EXERCISE REQUIREMENTS: Copy out the lines below that hold the word "match".

(Stored data)
________________

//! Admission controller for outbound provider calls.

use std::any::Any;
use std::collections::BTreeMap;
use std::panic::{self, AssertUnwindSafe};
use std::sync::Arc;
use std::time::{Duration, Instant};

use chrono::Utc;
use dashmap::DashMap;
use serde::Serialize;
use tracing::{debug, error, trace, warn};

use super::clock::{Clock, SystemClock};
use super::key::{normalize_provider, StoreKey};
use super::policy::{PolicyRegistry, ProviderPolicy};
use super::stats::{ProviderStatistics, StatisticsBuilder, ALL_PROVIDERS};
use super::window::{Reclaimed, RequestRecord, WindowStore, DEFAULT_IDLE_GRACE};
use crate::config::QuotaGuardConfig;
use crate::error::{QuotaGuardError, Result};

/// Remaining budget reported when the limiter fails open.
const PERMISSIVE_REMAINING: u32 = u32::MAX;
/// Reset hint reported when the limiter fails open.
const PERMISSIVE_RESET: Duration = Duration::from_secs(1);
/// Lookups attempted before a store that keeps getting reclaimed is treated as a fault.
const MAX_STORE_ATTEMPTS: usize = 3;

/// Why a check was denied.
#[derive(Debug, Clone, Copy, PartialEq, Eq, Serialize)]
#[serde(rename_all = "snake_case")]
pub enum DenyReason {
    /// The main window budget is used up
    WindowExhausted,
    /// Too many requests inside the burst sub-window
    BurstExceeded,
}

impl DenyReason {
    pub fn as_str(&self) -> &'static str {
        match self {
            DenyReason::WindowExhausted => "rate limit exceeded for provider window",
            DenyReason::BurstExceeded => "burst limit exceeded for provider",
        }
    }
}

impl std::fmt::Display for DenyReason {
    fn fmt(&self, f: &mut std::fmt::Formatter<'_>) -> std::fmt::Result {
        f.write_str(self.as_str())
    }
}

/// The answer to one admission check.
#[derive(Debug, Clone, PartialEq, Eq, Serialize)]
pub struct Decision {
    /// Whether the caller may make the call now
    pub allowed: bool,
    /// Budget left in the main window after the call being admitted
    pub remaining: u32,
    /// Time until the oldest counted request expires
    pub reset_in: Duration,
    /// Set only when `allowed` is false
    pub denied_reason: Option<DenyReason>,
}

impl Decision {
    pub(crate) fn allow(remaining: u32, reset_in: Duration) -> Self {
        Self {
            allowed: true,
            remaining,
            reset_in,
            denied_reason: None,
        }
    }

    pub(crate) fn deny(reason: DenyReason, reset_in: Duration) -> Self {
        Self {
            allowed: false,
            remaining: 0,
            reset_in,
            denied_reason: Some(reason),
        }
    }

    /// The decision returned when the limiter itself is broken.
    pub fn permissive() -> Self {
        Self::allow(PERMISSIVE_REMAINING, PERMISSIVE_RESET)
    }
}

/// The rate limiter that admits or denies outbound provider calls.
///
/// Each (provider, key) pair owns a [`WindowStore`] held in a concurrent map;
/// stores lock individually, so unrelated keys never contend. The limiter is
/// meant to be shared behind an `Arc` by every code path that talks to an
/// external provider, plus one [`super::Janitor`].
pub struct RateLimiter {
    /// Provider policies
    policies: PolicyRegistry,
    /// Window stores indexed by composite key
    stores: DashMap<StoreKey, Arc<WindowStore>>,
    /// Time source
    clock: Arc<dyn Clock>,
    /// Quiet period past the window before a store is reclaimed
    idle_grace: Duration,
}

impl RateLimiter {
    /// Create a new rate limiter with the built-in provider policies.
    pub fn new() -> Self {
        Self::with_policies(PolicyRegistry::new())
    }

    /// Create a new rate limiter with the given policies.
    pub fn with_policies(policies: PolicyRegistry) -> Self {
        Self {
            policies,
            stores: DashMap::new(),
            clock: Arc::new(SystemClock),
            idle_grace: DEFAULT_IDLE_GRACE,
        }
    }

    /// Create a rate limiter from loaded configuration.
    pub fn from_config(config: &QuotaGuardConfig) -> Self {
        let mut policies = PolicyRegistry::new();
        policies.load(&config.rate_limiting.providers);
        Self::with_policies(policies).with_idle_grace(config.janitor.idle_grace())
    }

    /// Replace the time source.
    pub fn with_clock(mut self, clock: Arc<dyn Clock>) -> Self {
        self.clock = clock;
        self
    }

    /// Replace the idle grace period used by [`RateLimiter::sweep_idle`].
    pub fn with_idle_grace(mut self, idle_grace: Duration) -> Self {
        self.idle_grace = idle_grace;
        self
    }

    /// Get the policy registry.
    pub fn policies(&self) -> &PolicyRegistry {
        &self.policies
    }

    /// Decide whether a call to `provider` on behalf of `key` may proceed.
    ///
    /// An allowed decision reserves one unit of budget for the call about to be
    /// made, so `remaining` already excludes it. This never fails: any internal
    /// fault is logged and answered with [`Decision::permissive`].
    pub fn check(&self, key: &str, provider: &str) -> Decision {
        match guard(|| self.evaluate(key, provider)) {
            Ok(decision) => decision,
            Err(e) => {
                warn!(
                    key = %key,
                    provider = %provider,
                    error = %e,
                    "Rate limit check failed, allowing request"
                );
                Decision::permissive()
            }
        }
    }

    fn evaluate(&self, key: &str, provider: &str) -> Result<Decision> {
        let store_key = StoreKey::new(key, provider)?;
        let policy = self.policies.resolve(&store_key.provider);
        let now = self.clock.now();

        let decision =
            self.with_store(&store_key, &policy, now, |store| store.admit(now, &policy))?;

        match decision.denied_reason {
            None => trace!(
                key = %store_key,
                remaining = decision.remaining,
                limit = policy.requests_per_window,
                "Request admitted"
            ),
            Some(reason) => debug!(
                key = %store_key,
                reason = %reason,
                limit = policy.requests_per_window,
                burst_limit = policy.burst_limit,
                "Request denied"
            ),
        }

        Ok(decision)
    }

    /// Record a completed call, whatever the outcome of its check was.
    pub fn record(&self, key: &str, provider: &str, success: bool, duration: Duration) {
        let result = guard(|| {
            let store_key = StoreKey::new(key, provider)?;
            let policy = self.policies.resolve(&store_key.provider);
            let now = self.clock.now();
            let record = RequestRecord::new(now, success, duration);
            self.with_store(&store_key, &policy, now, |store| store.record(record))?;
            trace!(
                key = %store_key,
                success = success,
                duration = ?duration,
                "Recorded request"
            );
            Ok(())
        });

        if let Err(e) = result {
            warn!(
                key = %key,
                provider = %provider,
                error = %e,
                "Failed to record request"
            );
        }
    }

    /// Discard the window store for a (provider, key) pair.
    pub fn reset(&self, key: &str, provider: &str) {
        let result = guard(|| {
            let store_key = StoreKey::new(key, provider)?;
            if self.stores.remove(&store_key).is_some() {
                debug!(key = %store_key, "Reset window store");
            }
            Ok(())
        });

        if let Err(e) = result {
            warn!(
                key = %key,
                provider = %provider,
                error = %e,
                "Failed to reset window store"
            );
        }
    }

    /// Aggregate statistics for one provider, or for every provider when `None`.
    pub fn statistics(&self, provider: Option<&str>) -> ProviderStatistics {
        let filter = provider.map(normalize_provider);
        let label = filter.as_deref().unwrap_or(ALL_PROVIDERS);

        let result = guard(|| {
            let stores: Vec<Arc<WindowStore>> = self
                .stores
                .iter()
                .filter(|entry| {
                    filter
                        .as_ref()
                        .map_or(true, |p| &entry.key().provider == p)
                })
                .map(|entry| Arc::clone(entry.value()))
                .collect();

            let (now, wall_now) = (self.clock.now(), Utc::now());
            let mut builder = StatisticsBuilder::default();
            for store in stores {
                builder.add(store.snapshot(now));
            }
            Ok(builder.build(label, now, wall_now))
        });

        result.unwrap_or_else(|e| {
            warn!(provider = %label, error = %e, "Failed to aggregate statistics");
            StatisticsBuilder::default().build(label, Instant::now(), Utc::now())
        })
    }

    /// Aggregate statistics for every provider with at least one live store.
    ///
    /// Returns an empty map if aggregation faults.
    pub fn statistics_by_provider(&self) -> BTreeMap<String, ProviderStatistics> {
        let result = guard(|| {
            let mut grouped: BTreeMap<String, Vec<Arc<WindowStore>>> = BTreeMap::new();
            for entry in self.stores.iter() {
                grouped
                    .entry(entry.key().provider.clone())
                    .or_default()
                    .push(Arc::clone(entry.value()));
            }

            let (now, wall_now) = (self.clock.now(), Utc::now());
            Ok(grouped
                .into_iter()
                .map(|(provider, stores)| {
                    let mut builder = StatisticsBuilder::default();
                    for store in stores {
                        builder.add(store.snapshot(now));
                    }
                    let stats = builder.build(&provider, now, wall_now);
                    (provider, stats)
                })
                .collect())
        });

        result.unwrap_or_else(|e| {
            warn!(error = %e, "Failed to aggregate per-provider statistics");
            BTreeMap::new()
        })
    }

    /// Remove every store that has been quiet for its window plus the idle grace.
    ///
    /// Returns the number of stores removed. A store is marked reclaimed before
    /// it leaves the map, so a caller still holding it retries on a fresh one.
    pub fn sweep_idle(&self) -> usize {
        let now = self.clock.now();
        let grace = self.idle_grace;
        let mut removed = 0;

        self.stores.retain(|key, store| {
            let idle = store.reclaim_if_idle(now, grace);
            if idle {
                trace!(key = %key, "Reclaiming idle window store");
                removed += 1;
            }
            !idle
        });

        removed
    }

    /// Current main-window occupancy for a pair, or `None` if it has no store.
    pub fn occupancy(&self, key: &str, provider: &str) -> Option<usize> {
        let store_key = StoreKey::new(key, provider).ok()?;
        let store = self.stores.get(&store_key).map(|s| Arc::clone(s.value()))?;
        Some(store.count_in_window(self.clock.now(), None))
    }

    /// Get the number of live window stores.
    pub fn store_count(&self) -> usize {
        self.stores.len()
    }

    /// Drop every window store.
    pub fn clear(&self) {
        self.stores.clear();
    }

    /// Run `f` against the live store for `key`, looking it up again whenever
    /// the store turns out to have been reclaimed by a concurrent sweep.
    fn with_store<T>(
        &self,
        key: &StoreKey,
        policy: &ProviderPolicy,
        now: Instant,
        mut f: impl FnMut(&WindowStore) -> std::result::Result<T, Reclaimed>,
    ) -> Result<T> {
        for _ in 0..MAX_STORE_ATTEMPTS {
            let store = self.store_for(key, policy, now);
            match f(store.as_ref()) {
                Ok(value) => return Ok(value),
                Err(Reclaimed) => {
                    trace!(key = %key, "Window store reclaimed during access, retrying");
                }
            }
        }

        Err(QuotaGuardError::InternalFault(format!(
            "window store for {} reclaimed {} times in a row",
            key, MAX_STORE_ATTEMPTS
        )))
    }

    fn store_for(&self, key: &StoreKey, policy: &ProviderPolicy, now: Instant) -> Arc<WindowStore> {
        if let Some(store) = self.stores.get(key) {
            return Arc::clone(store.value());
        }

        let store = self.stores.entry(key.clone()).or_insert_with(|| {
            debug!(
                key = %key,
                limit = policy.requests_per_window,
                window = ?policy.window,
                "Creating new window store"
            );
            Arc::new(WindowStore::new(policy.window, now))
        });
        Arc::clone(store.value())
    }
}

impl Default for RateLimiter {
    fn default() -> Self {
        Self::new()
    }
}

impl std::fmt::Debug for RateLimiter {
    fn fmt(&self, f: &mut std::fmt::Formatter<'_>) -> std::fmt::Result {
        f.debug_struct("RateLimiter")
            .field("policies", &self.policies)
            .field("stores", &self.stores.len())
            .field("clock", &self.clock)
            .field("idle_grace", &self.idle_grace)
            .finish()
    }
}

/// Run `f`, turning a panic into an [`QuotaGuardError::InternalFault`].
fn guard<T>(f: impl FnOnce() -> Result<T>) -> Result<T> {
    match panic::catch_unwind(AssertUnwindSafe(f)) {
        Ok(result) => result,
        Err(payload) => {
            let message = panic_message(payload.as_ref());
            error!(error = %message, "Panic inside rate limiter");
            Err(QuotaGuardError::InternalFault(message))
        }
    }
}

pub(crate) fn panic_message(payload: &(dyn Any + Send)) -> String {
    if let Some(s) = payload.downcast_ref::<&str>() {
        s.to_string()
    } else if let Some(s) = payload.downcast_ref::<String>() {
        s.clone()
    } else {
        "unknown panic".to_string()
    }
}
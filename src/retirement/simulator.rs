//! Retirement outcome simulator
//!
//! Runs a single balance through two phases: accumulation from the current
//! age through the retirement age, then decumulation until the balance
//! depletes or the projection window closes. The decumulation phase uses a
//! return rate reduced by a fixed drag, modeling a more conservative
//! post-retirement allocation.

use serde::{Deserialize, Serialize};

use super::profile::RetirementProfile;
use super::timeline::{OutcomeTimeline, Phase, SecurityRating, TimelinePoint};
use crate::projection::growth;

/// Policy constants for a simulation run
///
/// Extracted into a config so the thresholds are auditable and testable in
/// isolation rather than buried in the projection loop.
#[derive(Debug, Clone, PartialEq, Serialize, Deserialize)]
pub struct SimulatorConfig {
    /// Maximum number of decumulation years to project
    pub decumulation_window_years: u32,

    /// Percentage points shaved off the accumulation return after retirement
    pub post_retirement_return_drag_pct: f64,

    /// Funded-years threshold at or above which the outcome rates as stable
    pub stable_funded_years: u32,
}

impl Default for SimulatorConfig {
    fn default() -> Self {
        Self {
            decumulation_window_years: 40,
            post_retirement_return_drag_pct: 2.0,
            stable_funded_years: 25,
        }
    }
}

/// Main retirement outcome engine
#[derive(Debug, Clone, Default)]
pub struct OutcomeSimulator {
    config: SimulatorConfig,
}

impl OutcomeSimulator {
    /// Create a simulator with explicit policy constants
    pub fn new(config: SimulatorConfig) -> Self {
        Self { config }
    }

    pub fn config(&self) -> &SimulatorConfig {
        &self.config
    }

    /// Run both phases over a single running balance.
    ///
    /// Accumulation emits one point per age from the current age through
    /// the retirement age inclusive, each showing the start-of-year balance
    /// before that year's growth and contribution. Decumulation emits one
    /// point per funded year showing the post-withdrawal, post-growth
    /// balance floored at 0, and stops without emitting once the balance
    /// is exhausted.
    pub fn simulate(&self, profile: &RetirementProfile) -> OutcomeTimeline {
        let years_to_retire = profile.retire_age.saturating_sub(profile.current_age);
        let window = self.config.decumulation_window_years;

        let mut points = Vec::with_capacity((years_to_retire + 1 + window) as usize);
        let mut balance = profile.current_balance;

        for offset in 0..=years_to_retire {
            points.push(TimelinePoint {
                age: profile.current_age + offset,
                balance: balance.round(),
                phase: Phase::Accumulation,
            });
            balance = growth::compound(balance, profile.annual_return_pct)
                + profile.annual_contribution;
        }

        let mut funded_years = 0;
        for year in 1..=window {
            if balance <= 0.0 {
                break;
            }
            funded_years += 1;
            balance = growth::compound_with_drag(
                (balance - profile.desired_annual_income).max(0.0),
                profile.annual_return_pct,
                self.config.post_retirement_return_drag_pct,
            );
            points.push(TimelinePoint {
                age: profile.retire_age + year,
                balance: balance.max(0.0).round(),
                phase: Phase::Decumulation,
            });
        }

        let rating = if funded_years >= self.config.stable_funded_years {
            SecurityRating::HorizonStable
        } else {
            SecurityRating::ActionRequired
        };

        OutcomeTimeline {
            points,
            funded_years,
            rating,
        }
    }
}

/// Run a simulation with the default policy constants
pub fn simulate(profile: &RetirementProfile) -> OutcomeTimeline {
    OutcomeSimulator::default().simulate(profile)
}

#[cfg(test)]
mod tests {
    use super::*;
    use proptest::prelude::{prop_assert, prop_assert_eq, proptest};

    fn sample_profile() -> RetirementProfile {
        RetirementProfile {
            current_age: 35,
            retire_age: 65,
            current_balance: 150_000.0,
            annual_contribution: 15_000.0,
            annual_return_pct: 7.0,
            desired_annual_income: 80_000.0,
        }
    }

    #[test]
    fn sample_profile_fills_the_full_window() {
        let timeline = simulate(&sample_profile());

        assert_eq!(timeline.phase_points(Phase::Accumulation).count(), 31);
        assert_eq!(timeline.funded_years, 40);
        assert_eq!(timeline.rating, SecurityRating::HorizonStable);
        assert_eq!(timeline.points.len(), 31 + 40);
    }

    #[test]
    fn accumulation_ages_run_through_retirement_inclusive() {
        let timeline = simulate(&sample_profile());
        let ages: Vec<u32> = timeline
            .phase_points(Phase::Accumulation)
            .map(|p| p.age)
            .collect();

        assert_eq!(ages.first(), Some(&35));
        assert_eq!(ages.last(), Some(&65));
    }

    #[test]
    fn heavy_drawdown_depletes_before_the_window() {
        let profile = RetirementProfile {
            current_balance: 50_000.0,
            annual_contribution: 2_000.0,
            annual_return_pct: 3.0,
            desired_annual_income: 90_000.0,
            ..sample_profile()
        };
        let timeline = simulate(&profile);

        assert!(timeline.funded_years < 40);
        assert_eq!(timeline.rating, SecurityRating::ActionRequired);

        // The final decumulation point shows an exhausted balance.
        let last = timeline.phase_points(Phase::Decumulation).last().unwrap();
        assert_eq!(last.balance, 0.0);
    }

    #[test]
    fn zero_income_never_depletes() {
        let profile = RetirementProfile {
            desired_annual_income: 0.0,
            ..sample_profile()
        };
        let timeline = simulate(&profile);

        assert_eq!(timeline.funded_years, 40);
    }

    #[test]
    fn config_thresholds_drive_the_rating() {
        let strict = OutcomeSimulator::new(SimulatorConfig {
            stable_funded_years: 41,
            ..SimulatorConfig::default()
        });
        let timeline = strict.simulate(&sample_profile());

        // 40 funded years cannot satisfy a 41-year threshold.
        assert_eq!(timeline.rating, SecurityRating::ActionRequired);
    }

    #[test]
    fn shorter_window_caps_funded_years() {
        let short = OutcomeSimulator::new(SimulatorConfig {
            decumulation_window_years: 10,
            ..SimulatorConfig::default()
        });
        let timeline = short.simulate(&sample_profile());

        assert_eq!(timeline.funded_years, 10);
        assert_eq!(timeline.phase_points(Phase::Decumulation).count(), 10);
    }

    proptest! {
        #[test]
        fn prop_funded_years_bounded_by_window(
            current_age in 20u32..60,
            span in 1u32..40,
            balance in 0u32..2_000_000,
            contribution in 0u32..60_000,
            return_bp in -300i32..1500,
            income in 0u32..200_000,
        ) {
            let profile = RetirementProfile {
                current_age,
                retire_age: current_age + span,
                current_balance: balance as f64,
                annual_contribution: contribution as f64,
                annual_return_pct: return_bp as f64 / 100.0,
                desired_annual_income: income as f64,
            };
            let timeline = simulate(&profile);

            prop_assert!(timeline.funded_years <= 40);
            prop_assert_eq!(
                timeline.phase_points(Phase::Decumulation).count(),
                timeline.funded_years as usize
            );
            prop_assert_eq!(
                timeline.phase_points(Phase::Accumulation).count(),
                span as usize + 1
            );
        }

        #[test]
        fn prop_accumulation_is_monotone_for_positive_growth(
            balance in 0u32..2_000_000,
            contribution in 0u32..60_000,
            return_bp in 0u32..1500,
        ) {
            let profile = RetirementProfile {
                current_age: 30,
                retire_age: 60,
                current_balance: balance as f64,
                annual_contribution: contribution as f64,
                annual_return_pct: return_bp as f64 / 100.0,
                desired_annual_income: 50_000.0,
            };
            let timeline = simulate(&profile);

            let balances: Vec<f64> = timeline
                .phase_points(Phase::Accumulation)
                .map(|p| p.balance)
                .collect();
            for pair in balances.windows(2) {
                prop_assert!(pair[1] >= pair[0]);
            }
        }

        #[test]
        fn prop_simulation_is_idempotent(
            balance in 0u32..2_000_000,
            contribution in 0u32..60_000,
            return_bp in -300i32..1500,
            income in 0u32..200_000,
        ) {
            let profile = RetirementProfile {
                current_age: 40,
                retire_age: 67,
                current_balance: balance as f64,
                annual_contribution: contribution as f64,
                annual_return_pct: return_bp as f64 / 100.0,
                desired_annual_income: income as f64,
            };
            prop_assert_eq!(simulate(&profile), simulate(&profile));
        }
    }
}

________________

RESPONSE TO THE TASK:
        match self {
        match guard(|| self.evaluate(key, provider)) {
        match decision.denied_reason {
            match f(store.as_ref()) {
    match panic::catch_unwind(AssertUnwindSafe(f)) {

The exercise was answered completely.